Only the lines from the beginning of the data below through the line containing "let note = note.trim();" belong in the response, each copied exactly.

**** Material to process ****

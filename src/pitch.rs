//! Note name to MIDI number to frequency helpers.

/// Parse a note name (e.g. "C4", "F#3", "Bb5") into a MIDI note number.
///
/// The phrase library also spells flats with an upper-case `B`
/// ("BB5" = B♭5, "EB5" = E♭5); that form is accepted too.
pub fn note_to_midi(note: &str) -> Option<i32> {
    let note = note.trim();
    let bytes = note.as_bytes();
    if bytes.is_empty() {
        return None;
    }

    let base_semitone = match bytes[0].to_ascii_uppercase() as char {
        'C' => 0,
        'D' => 2,
        'E' => 4,
        'F' => 5,
        'G' => 7,
        'A' => 9,
        'B' => 11,
        _ => return None,
    };

    let mut idx = 1;
    let mut semitone = base_semitone;

    if idx < bytes.len() {
        match bytes[idx] as char {
            '#' => {
                semitone += 1;
                idx += 1;
            }
            'b' | 'B' => {
                semitone -= 1;
                idx += 1;
            }
            _ => {}
        }
    }

    let octave: i32 = note[idx..].parse().ok()?;

    // MIDI note number: C4 = 60
    Some((octave + 1) * 12 + semitone)
}

/// `tuning_pitch * 2^((midi - 69) / 12)`.
pub fn midi_to_frequency(midi: i32, tuning_pitch: f64) -> f64 {
    tuning_pitch * (2.0_f64).powf((midi as f64 - 69.0) / 12.0)
}

/// Note name to Hz at A4 = 440.
pub fn note_to_frequency(note: &str) -> Option<f64> {
    note_to_midi(note).map(|m| midi_to_frequency(m, 440.0))
}
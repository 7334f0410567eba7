//! # Database Error Types
//!
//! [`DbError`] wraps every failure the persistence layer can produce.
//! Raw `sqlx::Error` values never leave this crate; the `From` impl at
//! the bottom sorts them into variants the engine can match on, and the
//! engine in turn folds `DbError` into its own error type before
//! anything reaches a caller.

use thiserror::Error;

/// Failures out of the persistence layer.
#[derive(Debug, Error)]
pub enum DbError {
    /// No row answered to the given id.
    ///
    /// Also raised when a guarded UPDATE matches nothing, which is how
    /// stale-status and stale-version writes report themselves.
    #[error("{entity} not found: {id}")]
    NotFound {
        entity: String,
        id: String,
    },

    /// A UNIQUE index rejected the write (duplicate reservation number,
    /// duplicate primary key).
    #[error("Duplicate {field}: '{value}' already exists")]
    UniqueViolation {
        field: String,
        value: String,
    },

    /// A child row pointed at a parent that does not exist, such as an
    /// item without its reservation or a sale without its book.
    #[error("Foreign key violation: {message}")]
    ForeignKeyViolation {
        message: String,
    },

    /// A compare-and-swap write lost every retry to concurrent writers.
    ///
    /// Stock decrements raise this when the version column keeps moving
    /// under them past the retry budget.
    #[error("Write conflict on {entity} {id}: too many concurrent updates")]
    WriteConflict {
        entity: String,
        id: String,
    },

    /// The pool could not be built or the file could not be opened.
    #[error("Connection failed: {0}")]
    ConnectionFailed(String),

    /// A migration refused to apply.
    #[error("Migration failed: {0}")]
    MigrationFailed(String),

    /// Statement execution failed for a non-constraint reason.
    #[error("Query failed: {0}")]
    QueryFailed(String),

    /// Every pooled connection was busy for the whole acquire timeout.
    #[error("Connection pool exhausted")]
    PoolExhausted,

    /// Anything sqlx reports that fits none of the above.
    #[error("Internal database error: {0}")]
    Internal(String),
}

impl DbError {
    /// A [`DbError::NotFound`] for the given entity and id.
    pub fn not_found(entity: impl Into<String>, id: impl Into<String>) -> Self {
        DbError::NotFound {
            entity: entity.into(),
            id: id.into(),
        }
    }

    /// A [`DbError::UniqueViolation`] for the given column.
    pub fn duplicate(field: impl Into<String>, value: impl Into<String>) -> Self {
        DbError::UniqueViolation {
            field: field.into(),
            value: value.into(),
        }
    }

    /// Creates a WriteConflict error.
    pub fn write_conflict(entity: impl Into<String>, id: impl Into<String>) -> Self {
        DbError::WriteConflict {
            entity: entity.into(),
            id: id.into(),
        }
    }
}

/// Sorts a SQLite engine error by its message text.
///
/// SQLite reports constraint failures as strings
/// ("UNIQUE constraint failed: <table>.<column>",
/// "FOREIGN KEY constraint failed"), so classification is a substring
/// check rather than a code match.
fn classify_sqlite_error(msg: &str) -> DbError {
    if let Some(field) = msg.strip_prefix("UNIQUE constraint failed: ") {
        return DbError::UniqueViolation {
            field: field.to_string(),
            value: "unknown".to_string(),
        };
    }

    if msg.contains("FOREIGN KEY constraint failed") {
        return DbError::ForeignKeyViolation {
            message: msg.to_string(),
        };
    }

    DbError::QueryFailed(msg.to_string())
}

impl From<sqlx::Error> for DbError {
    fn from(err: sqlx::Error) -> Self {
        match err {
            sqlx::Error::RowNotFound => DbError::NotFound {
                entity: "Record".to_string(),
                id: "unknown".to_string(),
            },

            sqlx::Error::Database(db_err) => classify_sqlite_error(db_err.message()),

            sqlx::Error::PoolTimedOut => DbError::PoolExhausted,

            sqlx::Error::PoolClosed => DbError::ConnectionFailed("Pool is closed".to_string()),

            _ => DbError::Internal(err.to_string()),
        }
    }
}

impl From<sqlx::migrate::MigrateError> for DbError {
    fn from(err: sqlx::migrate::MigrateError) -> Self {
        DbError::MigrationFailed(err.to_string())
    }
}

/// Shorthand for results that fail with [`DbError`].
pub type DbResult<T> = Result<T, DbError>;

// =============================================================================
// Unit Tests
// =============================================================================
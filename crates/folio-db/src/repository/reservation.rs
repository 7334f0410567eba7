//! # Reservation Repository
//!
//! Database operations for reservation headers and their line items.
//!
//! ## Per-Row Contract
//! ```text
//! ┌─────────────────────────────────────────────────────────────────────────┐
//! │              Why There Is No Transaction Here                           │
//! │                                                                         │
//! │  The reservation builder writes header and items as separate rows:     │
//! │                                                                         │
//! │  insert_header(r)                                                      │
//! │       │                                                                 │
//! │       ▼                                                                 │
//! │  insert_item(item 1) ── insert_item(item 2) ── ...                     │
//! │       │                                                                 │
//! │       ├── all good       → reservation exists                          │
//! │       └── any item fails → builder calls delete_items, then            │
//! │                            delete_header (compensating rollback)       │
//! │                                                                         │
//! │  The foreign key from items to the header enforces the delete order:   │
//! │  items first, header last.                                             │
//! └─────────────────────────────────────────────────────────────────────────┘
//! ```
//!
//! ## Number Sequence
//! `reservation_number` comes from the `sequences` table via a single
//! `UPDATE ... RETURNING` statement, so two concurrent allocations can never
//! observe the same value. Numbers allocated for reservations that are then
//! rolled back leave gaps; gaps are fine, duplicates are not.

use chrono::Utc;
use sqlx::SqlitePool;
use tracing::debug;
use uuid::Uuid;

use crate::error::{DbError, DbResult};
use folio_core::{Reservation, ReservationItem, ReservationStatus};

/// Name of the sequence row backing reservation numbers.
const RESERVATION_SEQUENCE: &str = "reservation_number";

/// Repository for reservation database operations.
///
/// ## Usage
/// ```rust,ignore
/// let repo = ReservationRepository::new(pool);
///
/// let number = repo.next_reservation_number().await?;
/// repo.insert_header(&reservation).await?;
/// repo.insert_item(&item).await?;
/// ```
#[derive(Debug, Clone)]
pub struct ReservationRepository {
    pool: SqlitePool,
}

impl ReservationRepository {
    /// Creates a new ReservationRepository.
    pub fn new(pool: SqlitePool) -> Self {
        ReservationRepository { pool }
    }

    /// Allocates the next reservation number.
    ///
    /// ## How It Works
    /// One `UPDATE ... RETURNING` statement increments the counter and hands
    /// back the new value. The store serializes the write, so concurrent
    /// callers get distinct, increasing numbers without any lock on our side.
    ///
    /// ## Returns
    /// The freshly allocated number (first allocation returns 1).
    pub async fn next_reservation_number(&self) -> DbResult<i64> {
        let number: i64 = sqlx::query_scalar(
            "UPDATE sequences SET value = value + 1 WHERE name = ?1 RETURNING value",
        )
        .bind(RESERVATION_SEQUENCE)
        .fetch_one(&self.pool)
        .await?;

        debug!(number, "Allocated reservation number");
        Ok(number)
    }

    /// Inserts a reservation header row.
    pub async fn insert_header(&self, reservation: &Reservation) -> DbResult<Reservation> {
        debug!(
            id = %reservation.id,
            number = reservation.reservation_number,
            "Inserting reservation header"
        );

        sqlx::query(
            r#"
            INSERT INTO reservations (
                id, reservation_number, customer_name, customer_phone,
                customer_alternative_phone, customer_email, pickup_location,
                payment_method, notes, total_amount_cents, status, user_id,
                created_at, updated_at
            ) VALUES (?1, ?2, ?3, ?4, ?5, ?6, ?7, ?8, ?9, ?10, ?11, ?12, ?13, ?14)
            "#,
        )
        .bind(&reservation.id)
        .bind(reservation.reservation_number)
        .bind(&reservation.customer_name)
        .bind(&reservation.customer_phone)
        .bind(&reservation.customer_alternative_phone)
        .bind(&reservation.customer_email)
        .bind(&reservation.pickup_location)
        .bind(&reservation.payment_method)
        .bind(&reservation.notes)
        .bind(reservation.total_amount_cents)
        .bind(reservation.status)
        .bind(&reservation.user_id)
        .bind(reservation.created_at)
        .bind(reservation.updated_at)
        .execute(&self.pool)
        .await?;

        Ok(reservation.clone())
    }

    /// Inserts a single reservation line item.
    pub async fn insert_item(&self, item: &ReservationItem) -> DbResult<ReservationItem> {
        debug!(
            reservation_id = %item.reservation_id,
            book_id = %item.book_id,
            quantity = item.quantity,
            "Inserting reservation item"
        );

        sqlx::query(
            r#"
            INSERT INTO reservation_items (
                id, reservation_id, book_id, title_snapshot,
                quantity, unit_price_cents, total_price_cents, created_at
            ) VALUES (?1, ?2, ?3, ?4, ?5, ?6, ?7, ?8)
            "#,
        )
        .bind(&item.id)
        .bind(&item.reservation_id)
        .bind(&item.book_id)
        .bind(&item.title_snapshot)
        .bind(item.quantity)
        .bind(item.unit_price_cents)
        .bind(item.total_price_cents)
        .bind(item.created_at)
        .execute(&self.pool)
        .await?;

        Ok(item.clone())
    }

    /// Deletes every item of a reservation.
    ///
    /// Idempotent: deleting items that are already gone is not an error.
    /// This is the first half of the compensating rollback.
    ///
    /// ## Returns
    /// Number of rows removed.
    pub async fn delete_items(&self, reservation_id: &str) -> DbResult<u64> {
        let result = sqlx::query("DELETE FROM reservation_items WHERE reservation_id = ?1")
            .bind(reservation_id)
            .execute(&self.pool)
            .await?;

        debug!(
            reservation_id = %reservation_id,
            removed = result.rows_affected(),
            "Deleted reservation items"
        );
        Ok(result.rows_affected())
    }

    /// Deletes a reservation header row.
    ///
    /// Idempotent, same as [`delete_items`](Self::delete_items). Must run
    /// after the items are gone or the foreign key rejects it.
    pub async fn delete_header(&self, reservation_id: &str) -> DbResult<u64> {
        let result = sqlx::query("DELETE FROM reservations WHERE id = ?1")
            .bind(reservation_id)
            .execute(&self.pool)
            .await?;

        debug!(
            reservation_id = %reservation_id,
            removed = result.rows_affected(),
            "Deleted reservation header"
        );
        Ok(result.rows_affected())
    }

    /// Gets a reservation header by its ID.
    ///
    /// ## Returns
    /// * `Ok(Some(Reservation))` - Reservation found
    /// * `Ok(None)` - Reservation not found
    pub async fn get_by_id(&self, id: &str) -> DbResult<Option<Reservation>> {
        let reservation = sqlx::query_as::<_, Reservation>(
            r#"
            SELECT id, reservation_number, customer_name, customer_phone,
                   customer_alternative_phone, customer_email, pickup_location,
                   payment_method, notes, total_amount_cents, status, user_id,
                   created_at, updated_at
            FROM reservations
            WHERE id = ?1
            "#,
        )
        .bind(id)
        .fetch_optional(&self.pool)
        .await?;

        Ok(reservation)
    }

    /// Lists the items of a reservation in insertion order.
    pub async fn items(&self, reservation_id: &str) -> DbResult<Vec<ReservationItem>> {
        let items = sqlx::query_as::<_, ReservationItem>(
            r#"
            SELECT id, reservation_id, book_id, title_snapshot,
                   quantity, unit_price_cents, total_price_cents, created_at
            FROM reservation_items
            WHERE reservation_id = ?1
            ORDER BY created_at ASC, id ASC
            "#,
        )
        .bind(reservation_id)
        .fetch_all(&self.pool)
        .await?;

        Ok(items)
    }

    /// Lists every reservation header, newest first.
    ///
    /// Date/text/scope filtering happens in memory on top of this list, so
    /// the filter rules live in one place instead of being split between
    /// SQL and Rust.
    pub async fn list(&self) -> DbResult<Vec<Reservation>> {
        let reservations = sqlx::query_as::<_, Reservation>(
            r#"
            SELECT id, reservation_number, customer_name, customer_phone,
                   customer_alternative_phone, customer_email, pickup_location,
                   payment_method, notes, total_amount_cents, status, user_id,
                   created_at, updated_at
            FROM reservations
            ORDER BY created_at DESC
            "#,
        )
        .fetch_all(&self.pool)
        .await?;

        Ok(reservations)
    }

    /// Moves a reservation to a new status, guarded by the expected current
    /// status.
    ///
    /// ## Optimistic Guard
    /// The `WHERE status = ?` clause makes the transition a compare-and-swap:
    /// if staff on another terminal changed the status after the caller
    /// loaded it, zero rows match and the caller gets `NotFound` with the
    /// expected status in the entity label, instead of silently overwriting
    /// the newer state.
    ///
    /// `notes`, when provided, replaces the stored notes.
    pub async fn update_status(
        &self,
        id: &str,
        expected: ReservationStatus,
        next: ReservationStatus,
        notes: Option<&str>,
    ) -> DbResult<()> {
        debug!(
            id = %id,
            from = %expected,
            to = %next,
            "Updating reservation status"
        );

        let now = Utc::now();

        let result = sqlx::query(
            r#"
            UPDATE reservations
            SET status = ?2, notes = COALESCE(?3, notes), updated_at = ?4
            WHERE id = ?1 AND status = ?5
            "#,
        )
        .bind(id)
        .bind(next)
        .bind(notes)
        .bind(now)
        .bind(expected)
        .execute(&self.pool)
        .await?;

        if result.rows_affected() == 0 {
            return Err(DbError::not_found(
                format!("Reservation ({})", expected),
                id,
            ));
        }

        Ok(())
    }

    /// Counts reservation headers (for diagnostics).
    pub async fn count(&self) -> DbResult<i64> {
        let count: i64 = sqlx::query_scalar("SELECT COUNT(*) FROM reservations")
            .fetch_one(&self.pool)
            .await?;

        Ok(count)
    }
}

/// Helper to generate a new reservation ID.
pub fn generate_reservation_id() -> String {
    Uuid::new_v4().to_string()
}

/// Helper to generate a new reservation item ID.
pub fn generate_item_id() -> String {
    Uuid::new_v4().to_string()
}

// =============================================================================
// Unit Tests
// =============================================================================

****

Written answer →
filename src/pitch.rs
//! Note name to MIDI number to frequency helpers.

/// Parse a note name (e.g. "C4", "F#3", "Bb5") into a MIDI note number.
///
/// The phrase library also spells flats with an upper-case `B`
/// ("BB5" = B♭5, "EB5" = E♭5); that form is accepted too.
pub fn note_to_midi(note: &str) -> Option<i32> {
    let note = note.trim();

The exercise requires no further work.